Chromosomes consist of a chain of nucleosomes, in which DNA wraps almost twice around a histone protein core. Nucleosomes are stable complexes and their position along the DNA regulates DNA accessibility. The underlying mechanisms of this process are still not understood well. In this thesis, molecular dynamics, steered molecular dynamics and Monte Carlo simulations were conducted to elucidate nucleosome organization and the folding of nucleosome chains into chromatin fibers at different length scales. The all-atom resolution of molecular dynamics simulations revealed a novel map of histone-DNA interaction sites extending experimental findings. By applying external forces the complete DNA unwrapping from the protein core at atomic resolution was investigated. This revealed intermediates of the pathway and an important contribution of the unstructured histone tails to nucleosome stability.

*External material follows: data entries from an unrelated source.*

//! Records handed to presentation and upload collaborators.
//!
//! The core never writes files. It builds GPX-mappable track points for the
//! upload collaborator and normalized chart series for the UI.

use chrono::{DateTime, SecondsFormat};
use serde::{Deserialize, Serialize};

use crate::error::{OptionExt, Result};
use crate::geo_utils::cumulative_distances;
use crate::metrics::{instantaneous_paces, MetricsConfig};
use crate::GeoPoint;

/// One `<trkpt>` worth of data.
#[derive(Debug, Clone, PartialEq, Serialize, Deserialize)]
#[cfg_attr(feature = "ffi", derive(uniffi::Record))]
pub struct GpxTrackPoint {
    pub lat: f64,
    pub lon: f64,
    pub ele: f64,
    /// ISO-8601 UTC, e.g. `2024-03-01T07:15:00.000Z`
    pub time: String,
    pub pace_sec_per_km: Option<f64>,
    pub cadence_spm: Option<u32>,
}

/// Map every point to a GPX track point.
///
/// # Errors
/// [`TrackError::Internal`](crate::TrackError::Internal) for a timestamp chrono
/// cannot represent.
pub fn gpx_track_points(points: &[GeoPoint]) -> Result<Vec<GpxTrackPoint>> {
    points
        .iter()
        .map(|p| {
            let time = DateTime::from_timestamp_millis(p.timestamp_ms)
                .ok_or_internal("timestamp out of range")?
                .to_rfc3339_opts(SecondsFormat::Millis, true);
            Ok(GpxTrackPoint {
                lat: p.latitude,
                lon: p.longitude,
                ele: p.altitude,
                time,
                pace_sec_per_km: p.instantaneous_pace_sec_per_km,
                cadence_spm: p.cadence_spm,
            })
        })
        .collect()
}

/// Chart-ready series along the distance axis.
#[derive(Debug, Clone, PartialEq, Default, Serialize, Deserialize)]
#[cfg_attr(feature = "ffi", derive(uniffi::Record))]
pub struct ChartSeries {
    /// Cumulative distance in kilometers, one per point
    pub distance_km: Vec<f64>,
    /// Altitude scaled to 0..1
    pub elevation: Vec<f64>,
    /// Pace scaled to 0..1, `None` where pace is undefined
    pub pace: Vec<Option<f64>>,
}

/// Build normalized chart series for a route.
pub fn chart_series(points: &[GeoPoint], config: &MetricsConfig) -> ChartSeries {
    if points.is_empty() {
        return ChartSeries::default();
    }
    let distance_km = cumulative_distances(points)
        .into_iter()
        .map(|d| d / 1000.0)
        .collect();
    let altitudes: Vec<f64> = points.iter().map(|p| p.altitude).collect();
    let paces = instantaneous_paces(points, config);

    ChartSeries {
        distance_km,
        elevation: normalize(&altitudes),
        pace: normalize_opt(&paces),
    }
}

/// Ranges narrower than this are treated as flat.
const FLAT_RANGE: f64 = 1e-6;

/// Scale values to 0..1. A flat series maps to 0.5.
fn normalize(values: &[f64]) -> Vec<f64> {
    let (min, max) = min_max(values.iter().copied());
    values.iter().map(|&v| scale(v, min, max)).collect()
}

fn normalize_opt(values: &[Option<f64>]) -> Vec<Option<f64>> {
    let (min, max) = min_max(values.iter().flatten().copied());
    values.iter().map(|v| v.map(|v| scale(v, min, max))).collect()
}

fn min_max(values: impl Iterator<Item = f64>) -> (f64, f64) {
    values.fold((f64::INFINITY, f64::NEG_INFINITY), |(lo, hi), v| {
        (lo.min(v), hi.max(v))
    })
}

fn scale(v: f64, min: f64, max: f64) -> f64 {
    let range = max - min;
    if range > FLAT_RANGE {
        (v - min) / range
    } else {
        0.5
    }
}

Simulations of stretching coarse-grained chromatin fibers showed that experimental force-extension curves alone are insufficient to identify fiber geometry parameters and internucleosomal interaction strength. The chromatin fiber model was extended by a new description for DNA electrostatics to enable the translocation of nucleosomes within the fiber. The effect of this process on the stability of the fiber was strongly dependent on its geometry.